YOUR ASSIGNMENT: The lines below starting at the line containing "out.push('\n');" and ending at the line containing "fn with_conflict(worker_id: usize, source: &str)" are to be repeated exactly, with both ends kept and nothing else added.

AVAILABLE DATA:
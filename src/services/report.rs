//! Consolidated conflict and error reports.
//!
//! After every worker has been joined, each worker's records are written
//! under a `[Worker N]` header, in assignment order, into `conflicts.log` and
//! `errors.log`. A worker with nothing to report gets a single sentinel line.
//!
//! Each report is staged in a temporary file next to its final path and
//! persisted over it, so a failed write leaves neither a partial report nor
//! a stray temporary file behind.

use super::merge::MergeError;
use crate::models::{WorkerResult, WorkerStatus};
use camino::{Utf8Path, Utf8PathBuf};
use std::fmt::{self, Write as _};
use std::fs;
use std::io::Write as _;
use tempfile::NamedTempFile;

/// Which report to render.
#[derive(Debug, Clone, Copy, PartialEq, Eq)]
pub enum ReportKind {
    Conflicts,
    Errors,
}

impl ReportKind {
    pub fn file_name(self) -> &'static str {
        match self {
            ReportKind::Conflicts => "conflicts.log",
            ReportKind::Errors => "errors.log",
        }
    }

    pub fn sentinel(self) -> &'static str {
        match self {
            ReportKind::Conflicts => "No Conflicts!",
            ReportKind::Errors => "No Errors!",
        }
    }
}

/// Paths of the written reports.
#[derive(Debug, Clone, PartialEq, Eq)]
pub struct ReportPaths {
    pub conflicts: Utf8PathBuf,
    pub errors: Utf8PathBuf,
}

/// Render one report for `results`, which must be in assignment order.
pub fn render_report(kind: ReportKind, results: &[WorkerResult]) -> String {
    let mut out = String::new();

    for result in results {
        let _ = writeln!(out, "[Worker {}]", result.worker_id);

        let mut wrote_any = false;
        match kind {
            ReportKind::Conflicts => {
                for conflict in &result.conflicts {
                    push_record(&mut out, conflict);
                    wrote_any = true;
                }
            }
            ReportKind::Errors => {
                if let WorkerStatus::Failed { reason } = &result.status {
                    push_record(&mut out, format_args!("FATAL: {}", reason));
                    wrote_any = true;
                }
                for error in &result.errors {
                    push_record(&mut out, error);
                    wrote_any = true;
                }
            }
        }

        if !wrote_any {
            let _ = writeln!(out, "{}", kind.sentinel());
        }
    }

    out
}

/// Appends `record` as exactly one line.
///
/// File names may legally contain line breaks; they are written escaped.
fn push_record(out: &mut String, record: impl fmt::Display) {
    let text = record.to_string();
    if text.contains(['\n', '\r']) {
        out.push_str(&text.replace('\n', "\\n").replace('\r', "\\r"));
    } else {
        out.push_str(&text);
    }
    out.push('\n');
}

/// Write `conflicts.log` and `errors.log` into `log_dir`, creating it if needed.
pub fn write_reports(
    log_dir: &Utf8Path,
    results: &[WorkerResult],
) -> Result<ReportPaths, MergeError> {
    fs::create_dir_all(log_dir).map_err(|source| MergeError::Report {
        path: log_dir.to_path_buf(),
        source,
    })?;

    let conflicts = log_dir.join(ReportKind::Conflicts.file_name());
    write_atomically(&conflicts, &render_report(ReportKind::Conflicts, results))?;

    let errors = log_dir.join(ReportKind::Errors.file_name());
    write_atomically(&errors, &render_report(ReportKind::Errors, results))?;

    tracing::info!("Wrote merge reports to {} and {}", conflicts, errors);
    Ok(ReportPaths { conflicts, errors })
}

fn write_atomically(path: &Utf8Path, contents: &str) -> Result<(), MergeError> {
    let report_error = |source| MergeError::Report {
        path: path.to_path_buf(),
        source,
    };
    let dir = path.parent().unwrap_or(Utf8Path::new("."));

    // The temp file deletes itself on drop if we bail out before persisting
    let mut staged = NamedTempFile::new_in(dir).map_err(report_error)?;
    staged.write_all(contents.as_bytes()).map_err(report_error)?;
    staged.flush().map_err(report_error)?;
    staged
        .persist(path)
        .map_err(|e| report_error(e.error))?;
    Ok(())
}

#[cfg(test)]
mod tests {
    use super::*;
    use crate::models::{ConflictRecord, ErrorRecord};
    use tempfile::TempDir;

    fn with_conflict(worker_id: usize, source: &str) -> WorkerResult {
        let mut result = WorkerResult::new(worker_id);
        result.conflicts.push(ConflictRecord {
            source: Utf8PathBuf::from(source),
            destination: Utf8PathBuf::from("/out/x"),
        });
        result
    }

    #[test]
    fn test_render_conflicts_with_sentinel() {
        let results = vec![
            with_conflict(1, "/addons/a/x.lua"),
            WorkerResult::new(2),
        ];

        let report = render_report(ReportKind::Conflicts, &results);

        assert_eq!(
            report,
            "[Worker 1]\n/addons/a/x.lua\n[Worker 2]\nNo Conflicts!\n"
        );
    }

    #[test]
    fn test_render_errors_one_line_per_record() {
        let mut result = WorkerResult::new(1);
        result.errors.push(ErrorRecord::new("/a", "denied"));
        result.errors.push(ErrorRecord::new("/b", "too long"));

        let report = render_report(ReportKind::Errors, &[result]);

        assert_eq!(report, "[Worker 1]\n/a: denied\n/b: too long\n");
    }

    #[test]
    fn test_line_breaks_in_paths_stay_on_one_line() {
        let mut result = with_conflict(1, "/addons/a/evil\nname.lua");
        result.errors.push(ErrorRecord::new("/addons/a/cr\rname", "denied"));

        let conflicts = render_report(ReportKind::Conflicts, std::slice::from_ref(&result));
        let errors = render_report(ReportKind::Errors, &[result]);

        assert_eq!(conflicts, "[Worker 1]\n/addons/a/evil\\nname.lua\n");
        assert_eq!(errors, "[Worker 1]\n/addons/a/cr\\rname: denied\n");
    }

    #[test]
    fn test_fatal_worker_has_no_error_sentinel() {
        let results = vec![WorkerResult::failed(1, "cannot create output")];

        let errors = render_report(ReportKind::Errors, &results);
        let conflicts = render_report(ReportKind::Conflicts, &results);

        assert_eq!(errors, "[Worker 1]\nFATAL: cannot create output\n");
        assert_eq!(conflicts, "[Worker 1]\nNo Conflicts!\n");
    }

    #[test]
    fn test_render_empty_results() {
        assert!(render_report(ReportKind::Errors, &[]).is_empty());
    }

    #[test]
    fn test_write_reports_creates_dir_and_leaves_no_temp_files() {
        let temp = TempDir::new().unwrap();
        let log_dir = Utf8PathBuf::try_from(temp.path().join("logs")).unwrap();
        let results = vec![with_conflict(1, "/addons/a/x.lua")];

        let paths = write_reports(&log_dir, &results).unwrap();

        assert_eq!(
            fs::read_to_string(&paths.conflicts).unwrap(),
            "[Worker 1]\n/addons/a/x.lua\n"
        );
        assert_eq!(
            fs::read_to_string(&paths.errors).unwrap(),
            "[Worker 1]\nNo Errors!\n"
        );
        let entries = fs::read_dir(&log_dir).unwrap().count();
        assert_eq!(entries, 2);
    }

    #[test]
    fn test_write_reports_replaces_previous_run() {
        let temp = TempDir::new().unwrap();
        let log_dir = Utf8PathBuf::try_from(temp.path().to_path_buf()).unwrap();

        write_reports(&log_dir, &[with_conflict(1, "/first")]).unwrap();
        let paths = write_reports(&log_dir, &[WorkerResult::new(1)]).unwrap();

        assert_eq!(
            fs::read_to_string(&paths.conflicts).unwrap(),
            "[Worker 1]\nNo Conflicts!\n"
        );
    }
}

EXERCISE RESULT:
    out.push('\n');
}

/// Write `conflicts.log` and `errors.log` into `log_dir`, creating it if needed.
pub fn write_reports(
    log_dir: &Utf8Path,
    results: &[WorkerResult],
) -> Result<ReportPaths, MergeError> {
    fs::create_dir_all(log_dir).map_err(|source| MergeError::Report {
        path: log_dir.to_path_buf(),
        source,
    })?;

    let conflicts = log_dir.join(ReportKind::Conflicts.file_name());
    write_atomically(&conflicts, &render_report(ReportKind::Conflicts, results))?;

    let errors = log_dir.join(ReportKind::Errors.file_name());
    write_atomically(&errors, &render_report(ReportKind::Errors, results))?;

    tracing::info!("Wrote merge reports to {} and {}", conflicts, errors);
    Ok(ReportPaths { conflicts, errors })
}

fn write_atomically(path: &Utf8Path, contents: &str) -> Result<(), MergeError> {
    let report_error = |source| MergeError::Report {
        path: path.to_path_buf(),
        source,
    };
    let dir = path.parent().unwrap_or(Utf8Path::new("."));

    // The temp file deletes itself on drop if we bail out before persisting
    let mut staged = NamedTempFile::new_in(dir).map_err(report_error)?;
    staged.write_all(contents.as_bytes()).map_err(report_error)?;
    staged.flush().map_err(report_error)?;
    staged
        .persist(path)
        .map_err(|e| report_error(e.error))?;
    Ok(())
}

#[cfg(test)]
mod tests {
    use super::*;
    use crate::models::{ConflictRecord, ErrorRecord};
    use tempfile::TempDir;

    fn with_conflict(worker_id: usize, source: &str) -> WorkerResult {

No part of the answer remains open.